How is the situation for you at the moment? Do you have projects currently in production? How are these progressing?
In 10 months we have made 12 films, including one feature film. In the coming months, as a producer, I hope to finish five documentaries, six months later another, Evolution Of Propaganda, and launch several new ones.
The two documentaries are a continuation of the Mariupol series. Mariupol. Occupied explores how the Ukrainian city of Mariupol lived in April-September 2022, during the occupation by Russian forces. Mariupol. Fury Makes Me Breathe is a film portrait of Mariupol resident Xenia Kayan, who went through hell and is now fighting for her future. Mariupol, which has been destroyed, invaded and occupied by the Russians, is a natural “laboratory” for exploring the theme of this war. The director’s chosen approach to the Mariupol series, based on the testimonies of ordinary people, unaffected by the author’s narrative, is very effective in conveying the truth about the war.
Two films we are producing together with Viktor Mirsky, co-founder of OUP and Film.UA Group: How to Survive When You Are Being Killed and a film about territorial defence.
How To Survive When You Are Being Killed is a film metaphor for society in war; the story of 40 unfamiliar neighbours in an apartment complex in the Kyiv region who are trying to survive next to an enemy who destroys everything and can shoot you just because he feels like it.
The film about territorial defence is an investigation into why people without proper military experience were not afraid of the aggressor and what underlying traits of Ukrainians made this resistance possible. The film will be directed by Maxim Kurochkin – a playwright, screenwriter, co-founder and artistic director of Playwrights Theatre, who joined the TRO (Territorial Defence Forces) on the second day of the war, 25 February 2022, and is now in active military.
Evolution of Propaganda is probably our heaviest and longest project. The topic of mass propaganda is as deep as it is important on a global scale. Ten months ago we started gathering material, talking to experts – we’ve already changed our approach completely twice – and we still haven’t got to the filming stage. We want to get the message across to the world that information warfare is not a figure of speech. It is a weapon with which crimes are committed. Propaganda kills.
The newest film is Blackout. Christmas which we are producing together with Daria Leygonie-Fialko, co-founder of the OUP and founder of Space Production. It’s about the energy industry’s struggle to keep the lights on in homes during the brightest of Christmas holidays.

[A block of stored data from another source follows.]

// src/lib.rs

//! _cltlib_, the library implementation of the _CaRT Log Triage_
//! project, binary `clt`.
//!
//! Reconstructs the lifecycle of transient in-memory objects (RPCs and
//! tracing descriptors) from a captured CaRT log file, where objects
//! are referenced only by their reused memory addresses, and flags
//! violations of the lifecycle state machines.
//!
//! The pipeline, leaves first:
//!
//! * [`parse_line`] turns one text line into a classified [`LogRecord`].
//! * [`LogStream`] loads or streams one log file and produces
//!   restartable, filterable record sequences.
//! * [`IdentityResolver`] disambiguates reused addresses across one
//!   pid's forward pass, yielding [`ResolvedRecord`]s.
//! * [`RpcLifecycleTracker`], [`DescriptorLifecycleTracker`] and
//!   [`MemoryTracker`] verify the state machines and collect
//!   [`Violation`]s.
//! * [`HierarchyReporter`] and [`LogSummary`] render dumps and tables.
//!
//! The engine analyzes an already-captured artifact: it starts no
//! process, speaks no wire protocol, and persists nothing.
//!
//! [`parse_line`]: crate::data::record::parse_line
//! [`LogRecord`]: crate::data::record::LogRecord
//! [`LogStream`]: crate::readers::logstream::LogStream
//! [`IdentityResolver`]: crate::readers::resolver::IdentityResolver
//! [`ResolvedRecord`]: crate::data::resolved::ResolvedRecord
//! [`RpcLifecycleTracker`]: crate::trackers::rpc::RpcLifecycleTracker
//! [`DescriptorLifecycleTracker`]: crate::trackers::descriptor::DescriptorLifecycleTracker
//! [`MemoryTracker`]: crate::trackers::memory::MemoryTracker
//! [`Violation`]: crate::trackers::Violation
//! [`HierarchyReporter`]: crate::printer::report::HierarchyReporter
//! [`LogSummary`]: crate::printer::summary::LogSummary

pub mod common;
pub mod data;
pub mod printer;
pub mod readers;
pub mod trackers;

#[cfg(test)]
pub mod tests;
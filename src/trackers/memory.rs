// src/trackers/memory.rs

//! Implements the [`MemoryTracker`], the alloc/free/realloc verifier
//! with a high-water-mark byte counter.

use crate::common::{ByteSz, Count};
use crate::data::record::TraceRecordP;
use crate::data::resolved::ResolvedRecord;
use crate::trackers::descriptor::DescriptorLifecycleTracker;
use crate::trackers::Violation;

use std::collections::HashMap;
use std::fmt;

#[allow(unused_imports)]
use ::si_trace_print::{defn, defo, defx, defñ};

/// a literal null pointer in a memory-call message
const NIL: &str = "(nil)";

// ━━━━━━━━━━━━━━━━━━━━━━━━━━━━━━━━━━━━━━━━━━━━━━━━━━━━━━━━━━━━━━━━━━━━━━━━━━━━━━━━━━━━━━━━━━━━━━━━━
// HwmCounter
// ━━━━━━━━━━━━━━━━━━━━━━━━━━━━━━━━━━━━━━━━━━━━━━━━━━━━━━━━━━━━━━━━━━━━━━━━━━━━━━━━━━━━━━━━━━━━━━━━━

/// Running byte total with a high-water mark, plus allocation and free
/// call counts.
#[derive(Clone, Copy, Debug, Default)]
pub struct HwmCounter {
    total: ByteSz,
    hwm: ByteSz,
    allocs: Count,
    frees: Count,
}

impl HwmCounter {
    pub fn new() -> HwmCounter {
        HwmCounter::default()
    }

    /// Any allocations registered at all?
    pub fn has_data(&self) -> bool {
        self.hwm != 0
    }

    pub fn add(&mut self, sz: ByteSz) {
        self.allocs += 1;
        self.total += sz;
        if self.total > self.hwm {
            self.hwm = self.total;
        }
    }

    pub fn subtract(&mut self, sz: ByteSz) {
        self.frees += 1;
        self.total = self.total.saturating_sub(sz);
    }

    pub fn hwm(&self) -> ByteSz {
        self.hwm
    }

    pub fn total(&self) -> ByteSz {
        self.total
    }
}

impl fmt::Display for HwmCounter {
    fn fmt(&self, f: &mut fmt::Formatter<'_>) -> fmt::Result {
        write!(
            f,
            "Total:{} HWM:{} {} allocations, {} frees {} possible leaks",
            self.total,
            self.hwm,
            self.allocs,
            self.frees,
            self.allocs.saturating_sub(self.frees),
        )
    }
}

// ━━━━━━━━━━━━━━━━━━━━━━━━━━━━━━━━━━━━━━━━━━━━━━━━━━━━━━━━━━━━━━━━━━━━━━━━━━━━━━━━━━━━━━━━━━━━━━━━━
// MemoryTracker
// ━━━━━━━━━━━━━━━━━━━━━━━━━━━━━━━━━━━━━━━━━━━━━━━━━━━━━━━━━━━━━━━━━━━━━━━━━━━━━━━━━━━━━━━━━━━━━━━━━

/// One live allocated region.
#[derive(Clone, Debug)]
struct Region {
    record: TraceRecordP,
    size: ByteSz,
}

/// Verifies allocation/free pairing over one resolved pass.
///
/// `regions` holds live pointers; a freed pointer is retired to
/// `old_regions` (keeping both the allocation and free sites) so a
/// second free can be reported with all three locations.
///
/// Memory-call lines carry no descriptor, so pointer text is used
/// directly; address reuse across a free is handled by retirement, not
/// by reuse generations.
#[derive(Debug, Default)]
pub struct MemoryTracker {
    regions: HashMap<String, Region>,
    /// freed pointer to (allocation site, free site)
    old_regions: HashMap<String, (TraceRecordP, TraceRecordP)>,
    pub memsize: HwmCounter,
    violations: Vec<Violation>,
}

impl MemoryTracker {
    pub fn new() -> MemoryTracker {
        MemoryTracker::default()
    }

    /// Feed one resolved record. Non-memory-call records are ignored.
    pub fn observe(&mut self, resolved: &ResolvedRecord) {
        let record = resolved.rec();
        if record.is_alloc() {
            self.alloc(&resolved.record);
        } else if record.is_free() {
            self.free(&resolved.record);
        } else if record.is_realloc() {
            self.realloc(&resolved.record);
        }
    }

    fn alloc(&mut self, record: &TraceRecordP) {
        let pointer: String = match record.alloc_pointer() {
            Some(val) => val.to_string(),
            None => return,
        };
        let size: ByteSz = record.alloc_size().unwrap_or(0);
        defo!("alloc {:?} size {}", pointer, size);
        if let Some(live) = self.regions.get(&pointer) {
            self.violations.push(Violation::error(
                "new allocation seen for same pointer",
                Some(live.record.clone()),
            ));
        }
        self.regions.insert(
            pointer,
            Region {
                record: record.clone(),
                size,
            },
        );
        self.memsize.add(size);
    }

    fn free(&mut self, record: &TraceRecordP) {
        let pointer: String = match record.free_pointer() {
            Some(val) => val.to_string(),
            None => return,
        };
        if pointer == NIL {
            return;
        }
        defo!("free {:?}", pointer);
        match self.regions.remove(&pointer) {
            Some(region) => {
                self.memsize.subtract(region.size);
                self.old_regions
                    .insert(pointer, (region.record, record.clone()));
            }
            None => match self.old_regions.get(&pointer) {
                Some((alloc_site, free_site)) => {
                    self.violations.push(Violation::error(
                        "double-free allocation point",
                        Some(alloc_site.clone()),
                    ));
                    self.violations.push(Violation::error(
                        "1st double-free location",
                        Some(free_site.clone()),
                    ));
                    self.violations.push(Violation::error(
                        "2nd double-free location",
                        Some(record.clone()),
                    ));
                }
                None => {
                    self.violations.push(Violation::error(
                        "free of unknown memory",
                        Some(record.clone()),
                    ));
                }
            },
        }
    }

    fn realloc(&mut self, record: &TraceRecordP) {
        let (new_pointer, old_pointer) = match record.realloc_pointers() {
            Some((new, old)) => (new.to_string(), old.to_string()),
            None => return,
        };
        let (new_size, old_size) = match record.realloc_sizes() {
            Some(val) => val,
            None => return,
        };
        defo!(
            "realloc {:?} -> {:?} size {} (was {})",
            old_pointer,
            new_pointer,
            new_size,
            old_size
        );
        if new_pointer != NIL && old_pointer != NIL {
            match self.regions.get(&old_pointer) {
                None => {
                    self.violations.push(Violation::error(
                        "realloc of unknown memory",
                        Some(record.clone()),
                    ));
                }
                Some(region) => {
                    // the caller may print 0, the recorded size, or the
                    // new size; anything else is a stale size argument
                    if ![0, region.size, new_size].contains(&old_size) {
                        self.violations.push(Violation::error(
                            "realloc used invalid old size",
                            Some(record.clone()),
                        ));
                    }
                    self.memsize.subtract(region.size);
                }
            }
        }
        self.regions.insert(
            new_pointer.clone(),
            Region {
                record: record.clone(),
                size: new_size,
            },
        );
        self.memsize.add(new_size);
        if old_pointer != new_pointer && old_pointer != NIL {
            if let Some(region) = self.regions.remove(&old_pointer) {
                self.old_regions
                    .insert(old_pointer, (region.record, record.clone()));
            }
        }
    }

    /// Allocation site of a live region, by raw pointer text.
    pub fn allocation(&self, pointer: &str) -> Option<&TraceRecordP> {
        self.regions.get(pointer).map(|region| &region.record)
    }

    /// End-of-pass leak report. Call exactly once, after the pass and
    /// before `descriptors.finish()`: a leaked region that still backs
    /// a live descriptor reports here as "descriptor not freed" and is
    /// released, so the descriptor report never repeats it.
    pub fn finish(&mut self, descriptors: &mut DescriptorLifecycleTracker) {
        let mut leftovers: Vec<(&String, &Region)> = self.regions.iter().collect();
        leftovers.sort_by_key(|(_, region)| region.record.index);
        let leaks: Vec<Violation> = leftovers
            .into_iter()
            .map(|(pointer, region)| {
                let message: &str = if descriptors.release_address(pointer) {
                    "descriptor not freed"
                } else {
                    "memory not freed"
                };

                Violation::error(message, Some(region.record.clone()))
            })
            .collect();
        self.violations.extend(leaks);
    }

    /// Number of regions still live.
    pub fn live_count(&self) -> usize {
        self.regions.len()
    }

    pub fn violations(&self) -> &[Violation] {
        &self.violations
    }

    pub fn take_violations(&mut self) -> Vec<Violation> {
        std::mem::take(&mut self.violations)
    }
}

What do you expect the upcoming months to look like for you and your company?
We are highly dependent on news from the front, so planning is very approximate. I think all of Ukrainian society is at a stage where we don’t allow ourselves to “get tired of the war”, but move forward by force of will. The mission of the OUP is to document and open the eyes of the world to the truth about the war in Ukraine. We showed Mariupol. Unlost Hope, a film testimony from Mariupol residents about the first month of the war – in 50+ countries. What we saw and heard from the audience, ordinary people in prosperous countries who have never experienced war, showed us that we are on the right track. In the coming months I hope to finish the rest of my films, and in another six months a documentary about propaganda.

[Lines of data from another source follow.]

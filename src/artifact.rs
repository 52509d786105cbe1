//! Intermediate images produced while building a report.

use std::path::PathBuf;

use chrono::NaiveDate;

#[derive(Debug, Clone, Copy, PartialEq, Eq)]
pub enum ImageKind {
    OverviewMap,
    ZoomedMap,
    TimeseriesChart,
}

impl ImageKind {
    pub fn suffix(&self) -> &'static str {
        match self {
            ImageKind::OverviewMap => "overview",
            ImageKind::ZoomedMap => "zoomed",
            ImageKind::TimeseriesChart => "chart",
        }
    }

    /// `<GAS>_<date>_<kind>.png`
    pub fn file_name(&self, gas: &str, date: NaiveDate) -> String {
        format!("{}_{}_{}.png", gas, date.format("%Y-%m-%d"), self.suffix())
    }
}

/// A PNG on disk together with its pixel size.
#[derive(Debug, Clone, PartialEq)]
pub struct GeneratedImage {
    pub path: PathBuf,
    pub kind: ImageKind,
    pub gas: String,
    pub width: u32,
    pub height: u32,
}
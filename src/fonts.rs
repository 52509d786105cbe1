//! Embedded font used by every chart and legend.
//!
//! Text is rendered from the bundled DejaVu Sans so output does not depend on
//! the fonts installed on the host.

use std::sync::OnceLock;

use plotters::style::{register_font, FontStyle};

use crate::error::{ReportError, Result};

pub const FAMILY: &str = "sans-serif";

static DEJAVU_SANS: &[u8] = include_bytes!("../assets/fonts/DejaVuSans.ttf");
static REGISTERED: OnceLock<bool> = OnceLock::new();

/// Registers the embedded font with plotters, once per process.
pub fn ensure_registered() -> Result<()> {
    let ok = *REGISTERED.get_or_init(|| {
        [FontStyle::Normal, FontStyle::Bold]
            .into_iter()
            .all(|style| register_font(FAMILY, style, DEJAVU_SANS).is_ok())
    });

    if ok {
        Ok(())
    } else {
        Err(ReportError::Render("embedded font could not be loaded".to_string()))
    }
}

// -- Tests -------------------------------------------------------------------

#[cfg(test)]
mod test {
    use super::*;

    #[test]
    fn should_register_embedded_font() {
        assert!(ensure_registered().is_ok());
        assert!(ensure_registered().is_ok());
    }
}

How best can the global industry support Ukrainian productions in the months ahead?
Mariupol. Unlost Hope concludes with these words: “There are hundreds of thousands of people left in hell. Every day it becomes harder for them to survive. Please help them. Tell the truth about my city”. Being attentive to films, choosing the right ones for you, buying screening rights, attracting viewers – that’s what will be the best support from the world. We are also open to partnerships from the very beginning of film making.